• [DATA PROVIDED]:
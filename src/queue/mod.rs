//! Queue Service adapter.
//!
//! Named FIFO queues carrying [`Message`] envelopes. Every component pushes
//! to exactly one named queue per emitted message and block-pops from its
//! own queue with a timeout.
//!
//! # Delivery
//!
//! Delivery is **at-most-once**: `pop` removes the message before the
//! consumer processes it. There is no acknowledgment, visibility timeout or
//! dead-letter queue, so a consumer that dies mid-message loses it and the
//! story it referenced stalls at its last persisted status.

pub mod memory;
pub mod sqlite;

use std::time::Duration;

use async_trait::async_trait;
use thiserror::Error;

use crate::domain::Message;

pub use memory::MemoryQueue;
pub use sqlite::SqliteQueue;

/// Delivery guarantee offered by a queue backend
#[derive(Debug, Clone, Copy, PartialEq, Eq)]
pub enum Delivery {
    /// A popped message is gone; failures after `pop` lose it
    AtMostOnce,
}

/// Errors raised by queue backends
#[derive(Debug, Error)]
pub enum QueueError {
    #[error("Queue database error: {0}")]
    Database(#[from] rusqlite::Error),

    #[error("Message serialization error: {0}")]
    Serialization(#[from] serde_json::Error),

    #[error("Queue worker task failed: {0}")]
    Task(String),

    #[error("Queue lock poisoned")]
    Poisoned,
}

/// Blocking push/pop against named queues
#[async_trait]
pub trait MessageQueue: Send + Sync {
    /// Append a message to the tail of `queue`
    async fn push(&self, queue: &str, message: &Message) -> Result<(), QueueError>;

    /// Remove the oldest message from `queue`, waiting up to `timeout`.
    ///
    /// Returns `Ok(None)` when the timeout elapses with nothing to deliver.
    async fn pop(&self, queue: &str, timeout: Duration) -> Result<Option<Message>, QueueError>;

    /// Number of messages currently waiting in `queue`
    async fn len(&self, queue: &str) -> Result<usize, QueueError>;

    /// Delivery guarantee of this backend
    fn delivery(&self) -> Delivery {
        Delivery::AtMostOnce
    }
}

---

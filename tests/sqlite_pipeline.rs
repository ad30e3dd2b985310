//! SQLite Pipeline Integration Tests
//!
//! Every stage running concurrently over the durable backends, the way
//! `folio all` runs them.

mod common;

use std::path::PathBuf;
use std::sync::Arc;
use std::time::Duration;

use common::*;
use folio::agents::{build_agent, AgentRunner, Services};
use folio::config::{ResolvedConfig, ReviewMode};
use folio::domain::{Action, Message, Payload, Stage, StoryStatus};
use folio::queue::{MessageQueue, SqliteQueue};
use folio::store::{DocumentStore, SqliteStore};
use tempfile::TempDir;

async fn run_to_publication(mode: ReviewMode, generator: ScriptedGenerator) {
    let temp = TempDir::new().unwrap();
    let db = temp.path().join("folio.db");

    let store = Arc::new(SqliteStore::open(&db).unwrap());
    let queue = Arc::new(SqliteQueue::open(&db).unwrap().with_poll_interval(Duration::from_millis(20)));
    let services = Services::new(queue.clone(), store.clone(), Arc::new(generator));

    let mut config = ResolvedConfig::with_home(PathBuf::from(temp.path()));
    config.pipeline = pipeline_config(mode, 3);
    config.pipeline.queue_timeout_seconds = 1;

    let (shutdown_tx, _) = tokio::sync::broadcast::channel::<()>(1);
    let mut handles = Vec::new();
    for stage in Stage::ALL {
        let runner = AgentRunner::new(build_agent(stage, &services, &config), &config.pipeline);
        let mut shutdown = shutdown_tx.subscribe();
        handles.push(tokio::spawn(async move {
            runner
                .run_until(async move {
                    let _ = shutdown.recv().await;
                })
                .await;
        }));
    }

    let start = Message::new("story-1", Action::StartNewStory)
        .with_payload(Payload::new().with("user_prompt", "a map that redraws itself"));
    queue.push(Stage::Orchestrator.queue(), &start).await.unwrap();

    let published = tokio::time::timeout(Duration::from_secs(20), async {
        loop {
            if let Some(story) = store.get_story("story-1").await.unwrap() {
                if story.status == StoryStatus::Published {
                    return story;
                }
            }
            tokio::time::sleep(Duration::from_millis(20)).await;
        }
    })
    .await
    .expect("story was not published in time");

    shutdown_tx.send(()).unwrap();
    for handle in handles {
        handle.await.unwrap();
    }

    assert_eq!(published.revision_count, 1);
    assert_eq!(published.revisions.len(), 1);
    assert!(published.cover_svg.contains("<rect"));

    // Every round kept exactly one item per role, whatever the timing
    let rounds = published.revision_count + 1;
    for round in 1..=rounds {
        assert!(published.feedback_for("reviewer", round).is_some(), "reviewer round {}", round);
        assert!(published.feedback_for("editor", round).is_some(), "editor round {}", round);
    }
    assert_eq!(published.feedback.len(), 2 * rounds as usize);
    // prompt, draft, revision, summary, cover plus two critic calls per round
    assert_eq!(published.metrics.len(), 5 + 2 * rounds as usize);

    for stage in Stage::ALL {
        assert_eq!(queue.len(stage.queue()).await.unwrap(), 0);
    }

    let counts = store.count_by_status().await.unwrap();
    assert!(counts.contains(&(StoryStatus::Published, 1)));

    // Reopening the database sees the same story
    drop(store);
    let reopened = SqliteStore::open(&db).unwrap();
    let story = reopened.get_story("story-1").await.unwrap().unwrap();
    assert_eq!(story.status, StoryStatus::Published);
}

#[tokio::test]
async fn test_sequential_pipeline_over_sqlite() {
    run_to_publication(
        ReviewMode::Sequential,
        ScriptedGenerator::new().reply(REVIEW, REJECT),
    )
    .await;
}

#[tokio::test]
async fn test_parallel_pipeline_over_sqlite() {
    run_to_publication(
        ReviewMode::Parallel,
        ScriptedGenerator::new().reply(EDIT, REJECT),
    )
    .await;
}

• [EXERCISE GOAL]: Filter the records, keeping only lines that contain "domain", and show those lines.

• [SOLUTION BELOW]:
use crate::domain::Message;
use folio::domain::{Action, Message, Payload, Stage, StoryStatus};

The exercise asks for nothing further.